DESCRIPTION OF THE TASK:
Copy out all lines from the entries below in which "embedded" occurs.

MATERIAL TO PROCESS:
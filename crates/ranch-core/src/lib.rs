//! # ranch-core
//!
//! Core types for the ranch camera events report.
//!
//! This crate is pure: it never talks to a warehouse. It provides:
//! - Entity structs for the rows the warehouse returns (ranch, camera activity,
//!   event type counts)
//! - Aggregation arithmetic (camera totals, event type percentages)
//! - The report document model and its assembler
//! - Cross-cutting error types

pub mod aggregate;
pub mod entities;
pub mod errors;
pub mod report;

pub use aggregate::{CameraSummary, EventTypeBreakdown, EventTypeShare, format_percentage};
pub use entities::{CameraActivity, EventTypeCount, Ranch, RanchName};
pub use errors::CoreError;
pub use report::{ReportDocument, Section, TableSection, TextSection};
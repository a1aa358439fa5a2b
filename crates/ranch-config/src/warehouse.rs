//! Warehouse backend selection.

use std::fmt;

use serde::{Deserialize, Serialize};

/// Which warehouse client answers the report queries.
#[derive(Debug, Clone, Copy, Default, PartialEq, Eq, Deserialize, Serialize)]
#[serde(rename_all = "lowercase")]
pub enum Backend {
    /// The `bq` command line tool against a BigQuery project.
    #[default]
    Bigquery,
    /// An embedded `DuckDB` database, local or on `MotherDuck`.
    Duckdb,
}

impl Backend {
    #[must_use]
    pub const fn as_str(self) -> &'static str {
        match self {
            Self::Bigquery => "bigquery",
            Self::Duckdb => "duckdb",
        }
    }
}

impl fmt::Display for Backend {
    fn fmt(&self, f: &mut fmt::Formatter<'_>) -> fmt::Result {
        f.write_str(self.as_str())
    }
}

#[derive(Debug, Clone, Default, Deserialize, Serialize)]
pub struct WarehouseConfig {
    #[serde(default)]
    pub backend: Backend,
}

#[cfg(test)]
mod tests {
    use figment::Figment;
    use figment::providers::Serialized;

    use super::*;

    #[test]
    fn default_backend_is_bigquery() {
        assert_eq!(WarehouseConfig::default().backend, Backend::Bigquery);
    }

    #[test]
    fn backend_names_roundtrip_through_serde() {
        for backend in [Backend::Bigquery, Backend::Duckdb] {
            let config: WarehouseConfig =
                Figment::from(Serialized::default("backend", backend.as_str()))
                    .extract()
                    .expect("known backend");
            assert_eq!(config.backend, backend);
            assert_eq!(backend.to_string(), backend.as_str());
        }
    }
}
use std::path::PathBuf;

use clap::Parser;

pub mod global;

pub use global::{BackendArg, GlobalFlags, OutputFormat};

/// Top-level CLI parser for the `ranchcam` binary.
#[derive(Debug, Parser)]
#[command(
    name = "ranchcam",
    version,
    about = "Camera event report for a single ranch"
)]
pub struct Cli {
    /// Ranch name, matched case-insensitively
    #[arg(value_name = "RANCH_NAME", required_unless_present = "print_schema")]
    pub ranch: Option<String>,

    /// Output format: json, raw
    #[arg(short, long, default_value = "json")]
    pub format: OutputFormat,

    /// Warehouse backend (overrides config)
    #[arg(short, long)]
    pub backend: Option<BackendArg>,

    /// BigQuery project id (overrides config)
    #[arg(long)]
    pub project_id: Option<String>,

    /// Extra TOML config file, merged above the project config
    #[arg(long, value_name = "PATH")]
    pub config: Option<PathBuf>,

    /// Quiet mode (errors only)
    #[arg(short, long, conflicts_with = "verbose")]
    pub quiet: bool,

    /// Verbose mode (debug logging)
    #[arg(short, long)]
    pub verbose: bool,

    /// Print the JSON Schema of the report document and exit
    #[arg(long, conflicts_with = "ranch")]
    pub print_schema: bool,
}

impl Cli {
    /// Extract ergonomic global flags struct for command handlers.
    #[must_use]
    pub fn global_flags(&self) -> GlobalFlags {
        GlobalFlags {
            format: self.format,
            quiet: self.quiet,
            verbose: self.verbose,
            backend: self.backend.map(Into::into),
            project_id: self.project_id.clone(),
            config: self.config.clone(),
        }
    }
}
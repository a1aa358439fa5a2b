//! # ranch-warehouse
//!
//! Warehouse access for the ranch camera events report.
//!
//! ## Backends
//!
//! - [`BigQueryCli`]: shells out to `bq query` once per query, the way the
//!   reporting scripts always have. Credentials stay with the `bq` tool.
//! - [`DuckDbWarehouse`]: an embedded `DuckDB` connection, either a local
//!   extract or a `MotherDuck` database.
//!
//! Both implement [`Warehouse`] and run the same parameterized catalog in
//! [`query`], rendered for their [`Dialect`]. [`RanchRepository`] decodes the
//! rows into `ranch-core` entities.

pub mod bigquery;
pub mod embedded;
pub mod error;
pub mod query;
pub mod repo;
pub mod row;

pub use bigquery::BigQueryCli;
pub use embedded::DuckDbWarehouse;
pub use error::WarehouseError;
pub use query::{Dialect, Query, QueryParam, TableRefs};
pub use repo::RanchRepository;
pub use row::Row;

use ranch_config::{Backend, RanchConfig};

/// A backend able to run one catalog query and return its rows.
pub trait Warehouse {
    /// SQL rendering rules this backend expects.
    fn dialect(&self) -> Dialect;

    /// Run `query` to completion.
    ///
    /// # Errors
    ///
    /// Any failure is fatal to the report; backends do not retry.
    fn query(&self, query: &Query) -> Result<Vec<Row>, WarehouseError>;
}

/// Open the backend selected by `config.warehouse.backend`.
///
/// # Errors
///
/// Returns [`WarehouseError::Config`] if the config fails validation and
/// [`WarehouseError::DuckDb`] if a `DuckDB` database cannot be opened.
pub fn open(config: &RanchConfig) -> Result<Box<dyn Warehouse>, WarehouseError> {
    config.validate()?;
    tracing::debug!(backend = %config.warehouse.backend, "opening warehouse");

    Ok(match config.warehouse.backend {
        Backend::Bigquery => Box::new(BigQueryCli::new(&config.bigquery)),
        Backend::Duckdb => Box::new(DuckDbWarehouse::open(&config.duckdb, &config.motherduck)?),
    })
}

/// Table references for `config`, quoted for `warehouse`'s dialect.
#[must_use]
pub fn table_refs(config: &RanchConfig, warehouse: &dyn Warehouse) -> TableRefs {
    TableRefs::from_config(config, warehouse.dialect())
}

#[cfg(test)]
mod tests {
    use super::*;

    #[test]
    fn opens_configured_backend() {
        let mut config = RanchConfig::default();
        assert_eq!(open(&config).expect("bigquery").dialect(), Dialect::BigQuery);

        config.warehouse.backend = Backend::Duckdb;
        assert_eq!(open(&config).expect("duckdb").dialect(), Dialect::DuckDb);
    }

    #[test]
    fn invalid_config_is_rejected_before_opening() {
        let mut config = RanchConfig::default();
        config.tables.ranch = "ranch; --".to_string();
        assert!(matches!(open(&config), Err(WarehouseError::Config(_))));
    }
}
//! `MotherDuck` target for the `DuckDB` backend.
//!
//! A configured token takes precedence over `[duckdb] path`.

use serde::{Deserialize, Serialize};

fn default_db_name() -> String {
    String::from("frontiersmarketplace")
}

#[derive(Debug, Clone, Deserialize, Serialize)]
pub struct MotherDuckConfig {
    /// Service token. Empty means the local `DuckDB` database is used.
    #[serde(default)]
    pub access_token: String,

    /// Hosted database holding the ranch tables.
    #[serde(default = "default_db_name")]
    pub db_name: String,
}

impl Default for MotherDuckConfig {
    fn default() -> Self {
        Self {
            access_token: String::new(),
            db_name: default_db_name(),
        }
    }
}

impl MotherDuckConfig {
    #[must_use]
    pub const fn is_configured(&self) -> bool {
        !self.access_token.is_empty()
    }

    /// Connection string handed to `duckdb::Connection::open`.
    ///
    /// Carries the token; log [`Self::target`] instead.
    #[must_use]
    pub fn connection_string(&self) -> String {
        format!("{}?motherduck_token={}", self.target(), self.access_token)
    }

    /// `md:{db_name}`, safe to print.
    #[must_use]
    pub fn target(&self) -> String {
        format!("md:{}", self.db_name)
    }
}
use schemars::JsonSchema;
use serde::{Deserialize, Serialize};

/// Number of non-deleted events of one type across a ranch.
#[derive(Debug, Clone, Serialize, Deserialize, JsonSchema, PartialEq, Eq)]
pub struct EventTypeCount {
    pub event_type: String,
    pub event_count: u64,
}
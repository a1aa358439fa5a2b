//! `DuckDB` backend, local file or `MotherDuck`.
//!
//! Runs the same catalog queries as the BigQuery backend through prepared
//! statements with positional binding, then converts each row into the JSON
//! shape [`crate::row::decode_rows`] expects.

use duckdb::types::Value as DuckValue;
use duckdb::{Connection, params_from_iter};
use ranch_config::{DuckDbConfig, MotherDuckConfig};
use serde_json::{Number, Value};

use crate::query::{Dialect, Query};
use crate::row::Row;
use crate::{Warehouse, WarehouseError};

/// A single `DuckDB` connection held for the whole run.
pub struct DuckDbWarehouse {
    conn: Connection,
}

impl DuckDbWarehouse {
    /// Open `MotherDuck` when a token is configured, else the local database.
    ///
    /// # Errors
    ///
    /// Returns [`WarehouseError::DuckDb`] if the database cannot be opened.
    pub fn open(
        duckdb: &DuckDbConfig,
        motherduck: &MotherDuckConfig,
    ) -> Result<Self, WarehouseError> {
        let conn = if motherduck.is_configured() {
            tracing::debug!(database = %motherduck.target(), "opening MotherDuck database");
            Connection::open(motherduck.connection_string())?
        } else if duckdb.is_in_memory() {
            tracing::debug!("opening in-memory DuckDB database");
            Connection::open_in_memory()?
        } else {
            tracing::debug!(path = %duckdb.path, "opening DuckDB database");
            Connection::open(&duckdb.path)?
        };
        Ok(Self { conn })
    }

    /// Open an empty in-memory database (for fixtures and tests).
    ///
    /// # Errors
    ///
    /// Returns [`WarehouseError::DuckDb`] if `DuckDB` fails to initialize.
    pub fn open_in_memory() -> Result<Self, WarehouseError> {
        Ok(Self {
            conn: Connection::open_in_memory()?,
        })
    }

    /// Access the underlying `DuckDB` connection.
    ///
    /// Exposed for seeding fixture data; report reads go through
    /// [`Warehouse::query`].
    #[must_use]
    pub const fn conn(&self) -> &Connection {
        &self.conn
    }
}

impl Warehouse for DuckDbWarehouse {
    fn dialect(&self) -> Dialect {
        Dialect::DuckDb
    }

    fn query(&self, query: &Query) -> Result<Vec<Row>, WarehouseError> {
        tracing::debug!(label = query.label, "running DuckDB query");

        let mut stmt = self.conn.prepare(&query.sql)?;
        let values = query.params.iter().map(|param| param.value.as_str());
        let rows = stmt
            .query_map(params_from_iter(values), |row| {
                let mut out = Row::new();
                for (index, column) in query.columns.iter().enumerate() {
                    let value: DuckValue = row.get(index)?;
                    out.insert((*column).to_string(), to_json(value));
                }
                Ok(out)
            })?
            .collect::<Result<Vec<_>, _>>()?;

        tracing::debug!(label = query.label, rows = rows.len(), "DuckDB query finished");
        Ok(rows)
    }
}

fn to_json(value: DuckValue) -> Value {
    match value {
        DuckValue::Null => Value::Null,
        DuckValue::Boolean(v) => Value::Bool(v),
        DuckValue::TinyInt(v) => Value::from(v),
        DuckValue::SmallInt(v) => Value::from(v),
        DuckValue::Int(v) => Value::from(v),
        DuckValue::BigInt(v) => Value::from(v),
        DuckValue::UTinyInt(v) => Value::from(v),
        DuckValue::USmallInt(v) => Value::from(v),
        DuckValue::UInt(v) => Value::from(v),
        DuckValue::UBigInt(v) => Value::from(v),
        DuckValue::HugeInt(v) => Value::String(v.to_string()),
        DuckValue::Float(v) => Number::from_f64(f64::from(v)).map_or(Value::Null, Value::Number),
        DuckValue::Double(v) => Number::from_f64(v).map_or(Value::Null, Value::Number),
        DuckValue::Text(v) | DuckValue::Enum(v) => Value::String(v),
        other => Value::String(format!("{other:?}")),
    }
}
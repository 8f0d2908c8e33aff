//! boot-watch
//!
//! Reset an attached dev board through its DTR/RTS lines and watch the boot
//! output for a fixed window. Meant for a human at a terminal right after
//! flashing: run it, watch the board come up, done.
//!
//! # Usage
//!
//! ```bash
//! # Defaults: /dev/ttyACM0 at 115200 baud for 10 seconds
//! boot-watch
//!
//! # Pick a port and baud rate, watch for 30 seconds
//! boot-watch --port /dev/ttyUSB0 --baud 921600 --duration 30
//! ```

mod serial;
mod session;

use clap::Parser;
use colored::Colorize;
use serial::{PortConfig, DEFAULT_BAUD, DEFAULT_PORT};
use session::SessionConfig;
use std::io;
use std::time::Duration;

/// Reset a dev board over DTR/RTS and watch its boot output
#[derive(Parser)]
#[command(name = "boot-watch")]
#[command(version)]
#[command(about = "Reset a dev board over DTR/RTS and watch its boot output")]
struct Cli {
    /// Serial port path (e.g., /dev/ttyACM0)
    #[arg(short, long, default_value = DEFAULT_PORT)]
    port: String,

    /// Baud rate
    #[arg(short, long, default_value_t = DEFAULT_BAUD)]
    baud: u32,

    /// Observation window in seconds
    #[arg(short, long, default_value_t = 10)]
    duration: u64,
}

fn main() {
    env_logger::Builder::from_env(env_logger::Env::default().default_filter_or("info")).init();

    let cli = Cli::parse();

    let config = SessionConfig {
        port: PortConfig::new(&cli.port).with_baud_rate(cli.baud),
        window: Duration::from_secs(cli.duration),
    };

    let mut stdout = io::stdout().lock();

    // A failed session is reported and the process still exits cleanly;
    // this tool is for a human watching the terminal, not for automation.
    if let Err(e) = session::run(config, &mut stdout) {
        drop(stdout);
        println!("{} {}", "Error:".red().bold(), e);
    }
}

ANSWER BOX:
    /// An embedded `DuckDB` database, local or on `MotherDuck`.
//! - [`DuckDbWarehouse`]: an embedded `DuckDB` connection, either a local
pub mod embedded;
pub use embedded::DuckDbWarehouse;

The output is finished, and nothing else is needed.